*** DATA RECORDS Section Begins ***

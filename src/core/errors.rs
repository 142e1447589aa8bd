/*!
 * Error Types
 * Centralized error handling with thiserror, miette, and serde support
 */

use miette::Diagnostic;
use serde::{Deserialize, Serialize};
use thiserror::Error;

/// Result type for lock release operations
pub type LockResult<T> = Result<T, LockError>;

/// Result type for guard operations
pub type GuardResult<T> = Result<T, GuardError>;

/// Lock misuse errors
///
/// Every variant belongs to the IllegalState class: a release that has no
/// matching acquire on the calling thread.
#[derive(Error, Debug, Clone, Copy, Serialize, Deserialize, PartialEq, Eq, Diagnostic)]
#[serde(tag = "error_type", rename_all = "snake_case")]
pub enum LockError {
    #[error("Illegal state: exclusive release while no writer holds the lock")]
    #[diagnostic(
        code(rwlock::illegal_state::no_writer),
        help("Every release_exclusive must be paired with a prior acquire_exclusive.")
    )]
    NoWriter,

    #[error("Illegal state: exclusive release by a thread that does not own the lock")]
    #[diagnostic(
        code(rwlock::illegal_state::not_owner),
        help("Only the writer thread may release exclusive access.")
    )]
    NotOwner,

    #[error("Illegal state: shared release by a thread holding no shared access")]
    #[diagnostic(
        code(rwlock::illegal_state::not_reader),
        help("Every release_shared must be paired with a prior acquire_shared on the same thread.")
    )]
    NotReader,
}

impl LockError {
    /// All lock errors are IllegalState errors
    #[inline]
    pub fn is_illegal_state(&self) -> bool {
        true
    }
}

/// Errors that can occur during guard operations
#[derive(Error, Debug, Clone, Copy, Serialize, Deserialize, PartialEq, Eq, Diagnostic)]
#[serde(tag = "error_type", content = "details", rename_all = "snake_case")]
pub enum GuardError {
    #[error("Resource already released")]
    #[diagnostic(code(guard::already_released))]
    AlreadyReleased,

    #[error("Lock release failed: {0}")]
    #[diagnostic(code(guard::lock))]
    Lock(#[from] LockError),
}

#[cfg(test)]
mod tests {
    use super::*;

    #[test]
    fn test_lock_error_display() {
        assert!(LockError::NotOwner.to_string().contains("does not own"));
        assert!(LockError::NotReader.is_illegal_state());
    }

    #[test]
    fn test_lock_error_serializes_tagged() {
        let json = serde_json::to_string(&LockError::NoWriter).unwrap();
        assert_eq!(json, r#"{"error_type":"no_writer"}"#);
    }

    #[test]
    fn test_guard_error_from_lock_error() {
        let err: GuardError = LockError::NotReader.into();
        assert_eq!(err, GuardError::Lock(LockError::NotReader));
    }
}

*** DATA RECORDS Section Ends ***

◆ WHAT YOU NEED TO DO: Every line of the data must appear again in the answer, exactly as written.

◆ RESPONSE:
filename src/core/errors.rs
repository 142e1447589aa8bd
/*!
 * Error Types
 * Centralized error handling with thiserror, miette, and serde support
 */

use miette::Diagnostic;
use serde::{Deserialize, Serialize};
use thiserror::Error;

/// Result type for lock release operations
pub type LockResult<T> = Result<T, LockError>;

/// Result type for guard operations
pub type GuardResult<T> = Result<T, GuardError>;

/// Lock misuse errors
///
/// Every variant belongs to the IllegalState class: a release that has no
/// matching acquire on the calling thread.
#[derive(Error, Debug, Clone, Copy, Serialize, Deserialize, PartialEq, Eq, Diagnostic)]
#[serde(tag = "error_type", rename_all = "snake_case")]
pub enum LockError {
    #[error("Illegal state: exclusive release while no writer holds the lock")]
    #[diagnostic(
        code(rwlock::illegal_state::no_writer),
        help("Every release_exclusive must be paired with a prior acquire_exclusive.")
    )]
    NoWriter,

    #[error("Illegal state: exclusive release by a thread that does not own the lock")]
    #[diagnostic(
        code(rwlock::illegal_state::not_owner),
        help("Only the writer thread may release exclusive access.")
    )]
    NotOwner,

    #[error("Illegal state: shared release by a thread holding no shared access")]
    #[diagnostic(
        code(rwlock::illegal_state::not_reader),
        help("Every release_shared must be paired with a prior acquire_shared on the same thread.")
    )]
    NotReader,
}

impl LockError {
    /// All lock errors are IllegalState errors
    #[inline]
    pub fn is_illegal_state(&self) -> bool {
        true
    }
}

/// Errors that can occur during guard operations
#[derive(Error, Debug, Clone, Copy, Serialize, Deserialize, PartialEq, Eq, Diagnostic)]
#[serde(tag = "error_type", content = "details", rename_all = "snake_case")]
pub enum GuardError {
    #[error("Resource already released")]
    #[diagnostic(code(guard::already_released))]
    AlreadyReleased,

    #[error("Lock release failed: {0}")]
    #[diagnostic(code(guard::lock))]
    Lock(#[from] LockError),
}

#[cfg(test)]
mod tests {
    use super::*;

    #[test]
    fn test_lock_error_display() {
        assert!(LockError::NotOwner.to_string().contains("does not own"));
        assert!(LockError::NotReader.is_illegal_state());
    }

    #[test]
    fn test_lock_error_serializes_tagged() {
        let json = serde_json::to_string(&LockError::NoWriter).unwrap();
        assert_eq!(json, r#"{"error_type":"no_writer"}"#);
    }

    #[test]
    fn test_guard_error_from_lock_error() {
        let err: GuardError = LockError::NotReader.into();
        assert_eq!(err, GuardError::Lock(LockError::NotReader));
    }
}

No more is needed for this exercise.